YOUR INSTRUCTIONS:
Whenever the string "BTreeMap" turns up in a line below, that line should be copied.

DATA SHOWN:
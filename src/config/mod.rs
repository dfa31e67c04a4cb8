//! Configuration module for the properties exporter
//!
//! This module handles the two kinds of configuration a run consumes:
//! - The configuration file: which device to look for and which properties to dump
//! - Run settings: period, sample count, discovery timeout and output options
//!
//! # Configuration File
//!
//! The file is JSON (the default) or TOML (selected by a `.toml` extension)
//! with two required keys:
//!
//! ```json
//! {
//!     "targetDeviceProperties": { "sys/HardwareName": "Tag", "Serial": "1A2B" },
//!     "dumpProperties": [
//!         "Temperature",
//!         { "propertyName": "sys/Voltage", "alias": "Voltage" }
//!     ]
//! }
//! ```
//!
//! Dump entries may be bare property names or objects with an optional alias.
//! Their order is the output column order.
//!
//! # Example
//!
//! ```ignore
//! use properties_exporter::config::ConfigSettings;
//!
//! let config = ConfigSettings::load("device.json")?;
//! println!("{:?}", config.dump_properties.header());
//! ```

pub mod settings;

pub use settings::*;

use crate::error::{ExporterError, Result, ResultExt};
use crate::types::{ELAPSED_COLUMN, LEADING_COLUMNS, TIMESTAMP_COLUMN};
use serde::{Deserialize, Serialize};
use std::collections::{BTreeMap, HashSet};
use std::path::Path;

/// Property key to expected value, used only to identify the target device
///
/// Keys are iterated in sorted order, which fixes the order matching reads them.
pub type TargetPropertyRules = BTreeMap<String, String>;

// ==================== Dump Properties ====================

/// A property to sample on every tick
#[derive(Debug, Clone, PartialEq, Eq, Serialize, Deserialize)]
#[serde(from = "RawDumpProperty", rename_all = "camelCase")]
pub struct DumpProperty {
    /// Property key read from the device
    pub property_name: String,

    /// Column header; empty means the property name is used
    #[serde(skip_serializing_if = "String::is_empty")]
    pub alias: String,
}

/// Accepted on-disk shapes of a dump entry
#[derive(Deserialize)]
#[serde(untagged)]
enum RawDumpProperty {
    Name(String),
    #[serde(rename_all = "camelCase")]
    Entry {
        property_name: String,
        #[serde(default)]
        alias: Option<String>,
    },
}

impl From<RawDumpProperty> for DumpProperty {
    fn from(raw: RawDumpProperty) -> Self {
        match raw {
            RawDumpProperty::Name(property_name) => DumpProperty {
                property_name,
                alias: String::new(),
            },
            RawDumpProperty::Entry {
                property_name,
                alias,
            } => DumpProperty {
                property_name,
                alias: alias.unwrap_or_default(),
            },
        }
    }
}

impl DumpProperty {
    /// Create a dump entry without alias
    pub fn new(property_name: impl Into<String>) -> Self {
        Self {
            property_name: property_name.into(),
            alias: String::new(),
        }
    }

    /// Set the column alias
    pub fn with_alias(mut self, alias: impl Into<String>) -> Self {
        self.alias = alias.into();
        self
    }

    /// Header text for this property's column
    pub fn display_name(&self) -> &str {
        if self.alias.is_empty() {
            &self.property_name
        } else {
            &self.alias
        }
    }
}

/// Ordered list of properties to dump; the order is the column order
#[derive(Debug, Clone, Default, PartialEq, Eq, Serialize, Deserialize)]
#[serde(transparent)]
pub struct DumpPropertySpec(Vec<DumpProperty>);

impl DumpPropertySpec {
    /// Create a spec from entries in column order
    pub fn new(entries: Vec<DumpProperty>) -> Self {
        Self(entries)
    }

    /// Entries in column order
    pub fn iter(&self) -> impl Iterator<Item = &DumpProperty> {
        self.0.iter()
    }

    /// Property names in column order
    pub fn property_names(&self) -> impl Iterator<Item = &str> {
        self.0.iter().map(|p| p.property_name.as_str())
    }

    /// Number of dumped properties
    pub fn len(&self) -> usize {
        self.0.len()
    }

    /// Check if nothing is dumped
    pub fn is_empty(&self) -> bool {
        self.0.is_empty()
    }

    /// Number of cells in every header and sample row
    pub fn row_width(&self) -> usize {
        self.0.len() + LEADING_COLUMNS
    }

    /// Header row: `Timestamp, ElapsedTime_ms, alias-or-name...`
    pub fn header(&self) -> Vec<String> {
        let mut header = Vec::with_capacity(self.row_width());
        header.push(TIMESTAMP_COLUMN.to_string());
        header.push(ELAPSED_COLUMN.to_string());
        header.extend(self.0.iter().map(|p| p.display_name().to_string()));
        header
    }

    fn validate(&self) -> Result<()> {
        let mut seen = HashSet::new();
        for (index, entry) in self.0.iter().enumerate() {
            if entry.property_name.is_empty() {
                return Err(ExporterError::Config(format!(
                    "dumpProperties[{}] has an empty propertyName",
                    index
                )));
            }
            if !seen.insert(entry.property_name.as_str()) {
                return Err(ExporterError::Config(format!(
                    "dumpProperties lists '{}' more than once",
                    entry.property_name
                )));
            }
        }
        Ok(())
    }
}

impl From<Vec<DumpProperty>> for DumpPropertySpec {
    fn from(entries: Vec<DumpProperty>) -> Self {
        Self(entries)
    }
}

// ==================== Config File ====================

/// Format of a configuration file
#[derive(Debug, Clone, Copy, PartialEq, Eq)]
pub enum ConfigFormat {
    Json,
    Toml,
}

impl ConfigFormat {
    /// Pick the format from a file extension; anything but `.toml` is JSON
    pub fn from_path(path: impl AsRef<Path>) -> Self {
        match path.as_ref().extension().and_then(|e| e.to_str()) {
            Some(ext) if ext.eq_ignore_ascii_case("toml") => ConfigFormat::Toml,
            _ => ConfigFormat::Json,
        }
    }
}

/// Contents of the configuration file, immutable after load
#[derive(Debug, Clone, Default, PartialEq, Eq, Serialize, Deserialize)]
#[serde(rename_all = "camelCase")]
pub struct ConfigSettings {
    /// Rules identifying the target device
    pub target_device_properties: TargetPropertyRules,

    /// Properties sampled on every tick, in column order
    pub dump_properties: DumpPropertySpec,
}

impl ConfigSettings {
    /// Parse configuration text in the given format
    pub fn parse(text: &str, format: ConfigFormat) -> Result<Self> {
        let config: ConfigSettings = match format {
            ConfigFormat::Json => serde_json::from_str(text)
                .map_err(|e| ExporterError::Config(format!("Failed to parse JSON: {}", e)))?,
            ConfigFormat::Toml => toml::from_str(text)
                .map_err(|e| ExporterError::Config(format!("Failed to parse TOML: {}", e)))?,
        };
        config.dump_properties.validate()?;
        Ok(config)
    }

    /// Parse JSON configuration text
    pub fn from_json_str(text: &str) -> Result<Self> {
        Self::parse(text, ConfigFormat::Json)
    }

    /// Load a configuration file, choosing the format from its extension
    pub fn load(path: impl AsRef<Path>) -> Result<Self> {
        let path = path.as_ref();
        let content = std::fs::read_to_string(path)
            .with_context(|| format!("Could not open config file {}", path.display()))?;

        let config = Self::parse(&content, ConfigFormat::from_path(path))?;
        tracing::info!(
            "Loaded config {:?}: {} target rules, {} dump properties",
            path,
            config.target_device_properties.len(),
            config.dump_properties.len()
        );
        Ok(config)
    }
}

OUTPUT BELOW:
use std::collections::{BTreeMap, HashSet};
pub type TargetPropertyRules = BTreeMap<String, String>;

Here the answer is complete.